:: WHAT IS BEING ASKED ::
Having read the entries, repeat all of them exactly.

:: RECORD EXTRACTS ::
------------------------------
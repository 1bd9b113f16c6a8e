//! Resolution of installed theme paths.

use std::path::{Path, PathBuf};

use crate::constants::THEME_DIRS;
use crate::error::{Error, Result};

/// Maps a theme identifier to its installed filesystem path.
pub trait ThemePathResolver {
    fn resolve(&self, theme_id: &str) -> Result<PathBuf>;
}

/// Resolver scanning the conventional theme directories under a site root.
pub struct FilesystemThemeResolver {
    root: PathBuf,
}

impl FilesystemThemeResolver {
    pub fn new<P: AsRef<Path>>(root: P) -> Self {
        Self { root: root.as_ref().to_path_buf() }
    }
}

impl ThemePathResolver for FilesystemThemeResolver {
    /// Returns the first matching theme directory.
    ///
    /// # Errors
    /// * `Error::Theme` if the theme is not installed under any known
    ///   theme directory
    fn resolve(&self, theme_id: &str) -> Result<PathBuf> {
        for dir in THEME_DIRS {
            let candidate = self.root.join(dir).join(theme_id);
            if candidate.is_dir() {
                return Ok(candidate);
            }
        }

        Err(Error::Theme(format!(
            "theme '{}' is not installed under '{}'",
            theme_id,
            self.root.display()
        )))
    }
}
------------------------------
:: ANSWER SPACE ::
repository 1bd9b113f16c6a8e
//! Resolution of installed theme paths.

use std::path::{Path, PathBuf};

use crate::constants::THEME_DIRS;
use crate::error::{Error, Result};

/// Maps a theme identifier to its installed filesystem path.
pub trait ThemePathResolver {
    fn resolve(&self, theme_id: &str) -> Result<PathBuf>;
}

/// Resolver scanning the conventional theme directories under a site root.
pub struct FilesystemThemeResolver {
    root: PathBuf,
}

impl FilesystemThemeResolver {
    pub fn new<P: AsRef<Path>>(root: P) -> Self {
        Self { root: root.as_ref().to_path_buf() }
    }
}

impl ThemePathResolver for FilesystemThemeResolver {
    /// Returns the first matching theme directory.
    ///
    /// # Errors
    /// * `Error::Theme` if the theme is not installed under any known
    ///   theme directory
    fn resolve(&self, theme_id: &str) -> Result<PathBuf> {
        for dir in THEME_DIRS {
            let candidate = self.root.join(dir).join(theme_id);
            if candidate.is_dir() {
                return Ok(candidate);
            }
        }

        Err(Error::Theme(format!(
            "theme '{}' is not installed under '{}'",
            theme_id,
            self.root.display()
        )))
    }
}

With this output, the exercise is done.